Exercise prompt —
Each line that contains the string "CategoryTree" counts once; report how many such lines appear in the data, as a number only.

Records from a dataset —
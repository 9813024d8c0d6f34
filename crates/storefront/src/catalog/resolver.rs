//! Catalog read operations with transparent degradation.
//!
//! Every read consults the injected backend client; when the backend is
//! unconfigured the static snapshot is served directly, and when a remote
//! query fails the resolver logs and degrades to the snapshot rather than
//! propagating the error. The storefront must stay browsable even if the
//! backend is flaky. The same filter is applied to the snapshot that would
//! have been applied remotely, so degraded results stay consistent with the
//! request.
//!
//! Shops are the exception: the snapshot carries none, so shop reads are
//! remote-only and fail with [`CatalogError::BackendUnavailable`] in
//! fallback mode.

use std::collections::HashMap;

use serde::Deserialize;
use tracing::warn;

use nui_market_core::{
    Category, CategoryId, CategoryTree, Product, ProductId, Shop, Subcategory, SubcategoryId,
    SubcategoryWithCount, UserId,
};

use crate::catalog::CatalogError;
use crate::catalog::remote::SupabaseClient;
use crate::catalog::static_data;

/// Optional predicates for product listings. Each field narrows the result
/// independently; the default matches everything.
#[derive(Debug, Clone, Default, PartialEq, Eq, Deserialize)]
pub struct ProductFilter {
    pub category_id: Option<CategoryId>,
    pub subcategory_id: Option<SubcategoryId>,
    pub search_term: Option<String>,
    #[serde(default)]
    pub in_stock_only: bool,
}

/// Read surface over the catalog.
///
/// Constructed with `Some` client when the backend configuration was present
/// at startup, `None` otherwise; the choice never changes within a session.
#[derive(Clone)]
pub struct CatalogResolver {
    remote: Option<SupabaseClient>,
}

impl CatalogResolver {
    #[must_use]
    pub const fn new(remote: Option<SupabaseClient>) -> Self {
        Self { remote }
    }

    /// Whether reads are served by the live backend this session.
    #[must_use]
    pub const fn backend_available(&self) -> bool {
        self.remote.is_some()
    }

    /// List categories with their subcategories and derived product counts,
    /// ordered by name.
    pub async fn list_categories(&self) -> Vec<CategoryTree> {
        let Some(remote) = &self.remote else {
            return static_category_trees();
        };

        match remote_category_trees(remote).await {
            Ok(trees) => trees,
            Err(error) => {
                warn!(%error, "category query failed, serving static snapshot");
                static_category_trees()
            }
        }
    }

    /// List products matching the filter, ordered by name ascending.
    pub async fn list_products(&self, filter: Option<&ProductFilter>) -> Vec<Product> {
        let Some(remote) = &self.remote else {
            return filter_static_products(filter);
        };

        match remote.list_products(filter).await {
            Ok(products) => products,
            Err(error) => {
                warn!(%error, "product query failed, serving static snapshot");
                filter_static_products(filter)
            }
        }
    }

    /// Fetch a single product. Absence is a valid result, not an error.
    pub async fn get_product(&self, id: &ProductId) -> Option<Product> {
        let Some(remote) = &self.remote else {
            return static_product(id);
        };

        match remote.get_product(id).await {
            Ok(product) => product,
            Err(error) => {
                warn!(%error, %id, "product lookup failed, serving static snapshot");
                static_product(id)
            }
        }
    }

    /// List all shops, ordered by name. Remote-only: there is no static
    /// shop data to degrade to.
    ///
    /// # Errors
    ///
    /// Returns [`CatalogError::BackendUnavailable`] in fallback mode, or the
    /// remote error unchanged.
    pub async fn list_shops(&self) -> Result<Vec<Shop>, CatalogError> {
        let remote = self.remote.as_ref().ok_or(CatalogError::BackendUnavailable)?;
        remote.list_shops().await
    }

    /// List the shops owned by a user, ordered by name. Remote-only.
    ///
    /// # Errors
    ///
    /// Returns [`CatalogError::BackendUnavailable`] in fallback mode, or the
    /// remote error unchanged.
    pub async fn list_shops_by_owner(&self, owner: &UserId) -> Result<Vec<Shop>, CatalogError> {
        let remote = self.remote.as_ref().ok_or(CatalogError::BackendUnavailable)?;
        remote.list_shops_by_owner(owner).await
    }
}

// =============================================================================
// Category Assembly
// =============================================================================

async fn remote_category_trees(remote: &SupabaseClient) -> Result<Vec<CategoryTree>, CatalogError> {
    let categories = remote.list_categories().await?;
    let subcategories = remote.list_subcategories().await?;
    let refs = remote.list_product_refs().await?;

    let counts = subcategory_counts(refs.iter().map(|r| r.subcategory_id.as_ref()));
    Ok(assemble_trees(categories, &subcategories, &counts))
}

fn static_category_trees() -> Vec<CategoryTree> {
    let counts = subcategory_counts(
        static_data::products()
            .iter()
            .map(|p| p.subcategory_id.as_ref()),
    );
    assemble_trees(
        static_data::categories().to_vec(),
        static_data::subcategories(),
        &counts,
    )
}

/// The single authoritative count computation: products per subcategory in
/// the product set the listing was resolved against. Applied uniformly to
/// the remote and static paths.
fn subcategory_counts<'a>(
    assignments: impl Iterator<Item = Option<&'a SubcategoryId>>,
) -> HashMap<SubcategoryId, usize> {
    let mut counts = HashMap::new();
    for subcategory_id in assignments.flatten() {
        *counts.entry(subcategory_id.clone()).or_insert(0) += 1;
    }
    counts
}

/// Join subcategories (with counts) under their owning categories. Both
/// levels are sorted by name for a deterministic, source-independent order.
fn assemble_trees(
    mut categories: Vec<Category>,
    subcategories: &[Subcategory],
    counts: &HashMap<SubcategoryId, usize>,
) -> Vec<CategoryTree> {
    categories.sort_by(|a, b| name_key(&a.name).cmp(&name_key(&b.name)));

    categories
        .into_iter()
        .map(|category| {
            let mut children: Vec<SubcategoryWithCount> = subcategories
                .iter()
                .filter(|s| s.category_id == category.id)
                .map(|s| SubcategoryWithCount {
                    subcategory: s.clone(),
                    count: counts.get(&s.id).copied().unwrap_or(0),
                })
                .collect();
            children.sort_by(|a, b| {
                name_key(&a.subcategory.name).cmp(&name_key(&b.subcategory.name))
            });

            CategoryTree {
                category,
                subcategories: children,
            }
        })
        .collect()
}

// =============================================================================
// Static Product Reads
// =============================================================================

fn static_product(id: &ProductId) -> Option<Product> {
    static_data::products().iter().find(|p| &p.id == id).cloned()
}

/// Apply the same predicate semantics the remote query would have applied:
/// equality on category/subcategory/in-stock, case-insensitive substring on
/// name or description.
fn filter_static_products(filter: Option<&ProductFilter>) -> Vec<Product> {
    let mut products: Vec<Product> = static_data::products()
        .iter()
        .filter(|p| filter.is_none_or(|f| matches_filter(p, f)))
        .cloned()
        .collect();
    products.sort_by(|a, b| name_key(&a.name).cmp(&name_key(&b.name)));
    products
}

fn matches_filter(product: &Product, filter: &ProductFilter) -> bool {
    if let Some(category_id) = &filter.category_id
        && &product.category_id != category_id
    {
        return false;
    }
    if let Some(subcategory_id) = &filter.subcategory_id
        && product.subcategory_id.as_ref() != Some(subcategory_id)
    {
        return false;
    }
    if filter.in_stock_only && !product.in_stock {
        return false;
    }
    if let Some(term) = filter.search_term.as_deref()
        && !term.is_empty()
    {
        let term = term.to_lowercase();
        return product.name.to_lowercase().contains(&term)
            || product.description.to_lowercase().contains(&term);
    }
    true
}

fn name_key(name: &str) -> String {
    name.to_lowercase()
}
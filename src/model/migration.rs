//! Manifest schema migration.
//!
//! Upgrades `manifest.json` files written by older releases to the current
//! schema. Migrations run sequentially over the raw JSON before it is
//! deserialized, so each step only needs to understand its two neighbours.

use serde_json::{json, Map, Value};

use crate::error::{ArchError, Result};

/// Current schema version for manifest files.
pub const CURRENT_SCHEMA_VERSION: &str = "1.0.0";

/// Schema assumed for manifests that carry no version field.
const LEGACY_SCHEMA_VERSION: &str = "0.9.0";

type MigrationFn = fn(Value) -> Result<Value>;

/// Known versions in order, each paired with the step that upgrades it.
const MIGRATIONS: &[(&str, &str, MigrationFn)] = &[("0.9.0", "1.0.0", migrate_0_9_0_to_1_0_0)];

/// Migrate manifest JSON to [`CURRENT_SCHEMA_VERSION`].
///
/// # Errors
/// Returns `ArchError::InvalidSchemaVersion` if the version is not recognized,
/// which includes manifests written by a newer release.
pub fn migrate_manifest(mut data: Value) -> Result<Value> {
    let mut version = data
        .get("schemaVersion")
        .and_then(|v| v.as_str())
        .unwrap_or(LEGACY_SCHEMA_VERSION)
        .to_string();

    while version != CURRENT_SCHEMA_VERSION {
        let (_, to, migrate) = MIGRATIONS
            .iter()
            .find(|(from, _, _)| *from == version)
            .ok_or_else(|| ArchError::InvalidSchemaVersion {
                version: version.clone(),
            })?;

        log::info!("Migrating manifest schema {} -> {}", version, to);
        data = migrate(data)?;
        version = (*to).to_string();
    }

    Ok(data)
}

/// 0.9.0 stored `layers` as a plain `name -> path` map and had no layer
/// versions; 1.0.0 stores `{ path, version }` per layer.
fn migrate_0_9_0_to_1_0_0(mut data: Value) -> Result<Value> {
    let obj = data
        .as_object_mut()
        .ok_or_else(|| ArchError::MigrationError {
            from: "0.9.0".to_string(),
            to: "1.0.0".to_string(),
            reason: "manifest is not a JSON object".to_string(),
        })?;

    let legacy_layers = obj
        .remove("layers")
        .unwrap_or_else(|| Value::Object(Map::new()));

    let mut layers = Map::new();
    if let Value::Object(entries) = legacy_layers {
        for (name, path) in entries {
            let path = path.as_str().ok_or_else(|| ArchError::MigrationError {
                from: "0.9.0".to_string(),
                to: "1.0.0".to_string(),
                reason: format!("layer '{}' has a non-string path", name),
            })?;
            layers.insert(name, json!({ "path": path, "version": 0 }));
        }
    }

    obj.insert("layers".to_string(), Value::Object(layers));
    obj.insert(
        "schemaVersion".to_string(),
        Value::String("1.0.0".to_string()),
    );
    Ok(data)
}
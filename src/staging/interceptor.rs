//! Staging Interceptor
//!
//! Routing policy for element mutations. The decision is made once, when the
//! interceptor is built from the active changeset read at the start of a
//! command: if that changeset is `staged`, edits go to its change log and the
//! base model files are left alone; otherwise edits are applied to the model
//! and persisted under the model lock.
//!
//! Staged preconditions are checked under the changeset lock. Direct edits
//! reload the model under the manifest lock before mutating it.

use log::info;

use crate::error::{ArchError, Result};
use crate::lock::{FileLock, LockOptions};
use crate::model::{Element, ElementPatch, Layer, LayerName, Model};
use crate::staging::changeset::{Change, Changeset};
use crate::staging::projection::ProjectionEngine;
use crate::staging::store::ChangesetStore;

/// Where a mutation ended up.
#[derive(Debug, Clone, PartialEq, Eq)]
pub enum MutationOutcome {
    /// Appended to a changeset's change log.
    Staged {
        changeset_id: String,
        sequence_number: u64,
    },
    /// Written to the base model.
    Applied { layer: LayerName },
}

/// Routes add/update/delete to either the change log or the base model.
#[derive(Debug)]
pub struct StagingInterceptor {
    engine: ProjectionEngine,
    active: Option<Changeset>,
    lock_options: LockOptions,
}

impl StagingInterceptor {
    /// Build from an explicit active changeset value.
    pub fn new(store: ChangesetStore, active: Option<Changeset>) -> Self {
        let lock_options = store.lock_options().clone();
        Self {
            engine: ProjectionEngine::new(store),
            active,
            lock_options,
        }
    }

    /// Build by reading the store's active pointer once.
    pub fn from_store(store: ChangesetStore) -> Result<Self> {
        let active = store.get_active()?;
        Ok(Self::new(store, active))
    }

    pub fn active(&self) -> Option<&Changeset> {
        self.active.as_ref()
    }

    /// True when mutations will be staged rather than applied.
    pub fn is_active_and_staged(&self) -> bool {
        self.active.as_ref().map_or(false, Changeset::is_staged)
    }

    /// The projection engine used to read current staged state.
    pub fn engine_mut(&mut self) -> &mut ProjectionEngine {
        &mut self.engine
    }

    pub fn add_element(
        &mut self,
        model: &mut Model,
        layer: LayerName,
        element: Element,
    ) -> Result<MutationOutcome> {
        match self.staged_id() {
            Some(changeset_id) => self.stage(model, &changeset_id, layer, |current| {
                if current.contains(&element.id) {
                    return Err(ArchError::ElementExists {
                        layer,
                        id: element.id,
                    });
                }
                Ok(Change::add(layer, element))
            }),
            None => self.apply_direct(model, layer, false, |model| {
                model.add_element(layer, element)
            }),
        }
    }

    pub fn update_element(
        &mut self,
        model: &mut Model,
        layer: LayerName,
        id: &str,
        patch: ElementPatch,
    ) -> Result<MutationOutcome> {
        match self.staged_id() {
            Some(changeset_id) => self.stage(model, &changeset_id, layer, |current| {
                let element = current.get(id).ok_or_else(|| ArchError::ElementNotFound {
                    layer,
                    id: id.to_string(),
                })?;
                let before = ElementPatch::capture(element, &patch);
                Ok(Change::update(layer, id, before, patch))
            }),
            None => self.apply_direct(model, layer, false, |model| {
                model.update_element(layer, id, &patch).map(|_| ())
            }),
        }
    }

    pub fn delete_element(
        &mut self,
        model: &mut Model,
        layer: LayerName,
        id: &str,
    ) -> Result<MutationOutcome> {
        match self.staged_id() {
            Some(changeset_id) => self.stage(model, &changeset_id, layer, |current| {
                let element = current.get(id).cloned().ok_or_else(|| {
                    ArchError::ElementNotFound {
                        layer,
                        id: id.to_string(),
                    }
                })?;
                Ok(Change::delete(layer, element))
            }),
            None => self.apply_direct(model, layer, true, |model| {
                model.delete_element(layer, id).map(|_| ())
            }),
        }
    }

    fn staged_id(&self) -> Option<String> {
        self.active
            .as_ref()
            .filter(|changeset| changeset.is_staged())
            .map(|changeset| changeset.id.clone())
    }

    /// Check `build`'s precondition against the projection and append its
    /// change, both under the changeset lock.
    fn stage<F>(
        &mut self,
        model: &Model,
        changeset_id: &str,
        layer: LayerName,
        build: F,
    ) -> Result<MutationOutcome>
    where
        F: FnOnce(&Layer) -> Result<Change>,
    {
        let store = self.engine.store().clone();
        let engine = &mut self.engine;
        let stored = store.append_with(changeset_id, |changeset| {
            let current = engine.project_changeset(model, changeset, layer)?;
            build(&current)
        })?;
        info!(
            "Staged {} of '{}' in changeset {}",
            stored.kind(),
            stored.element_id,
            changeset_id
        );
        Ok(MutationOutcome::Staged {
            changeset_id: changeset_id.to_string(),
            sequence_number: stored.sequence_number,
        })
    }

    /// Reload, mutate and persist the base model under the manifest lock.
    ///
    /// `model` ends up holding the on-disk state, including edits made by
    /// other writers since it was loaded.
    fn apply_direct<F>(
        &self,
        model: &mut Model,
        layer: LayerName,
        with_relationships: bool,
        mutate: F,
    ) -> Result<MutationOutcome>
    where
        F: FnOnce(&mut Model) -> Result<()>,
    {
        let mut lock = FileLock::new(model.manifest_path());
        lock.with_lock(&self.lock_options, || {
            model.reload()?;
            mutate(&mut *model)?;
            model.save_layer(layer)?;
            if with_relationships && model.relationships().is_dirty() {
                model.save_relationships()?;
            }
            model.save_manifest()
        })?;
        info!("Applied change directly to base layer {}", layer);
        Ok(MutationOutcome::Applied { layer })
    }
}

Answer section —
6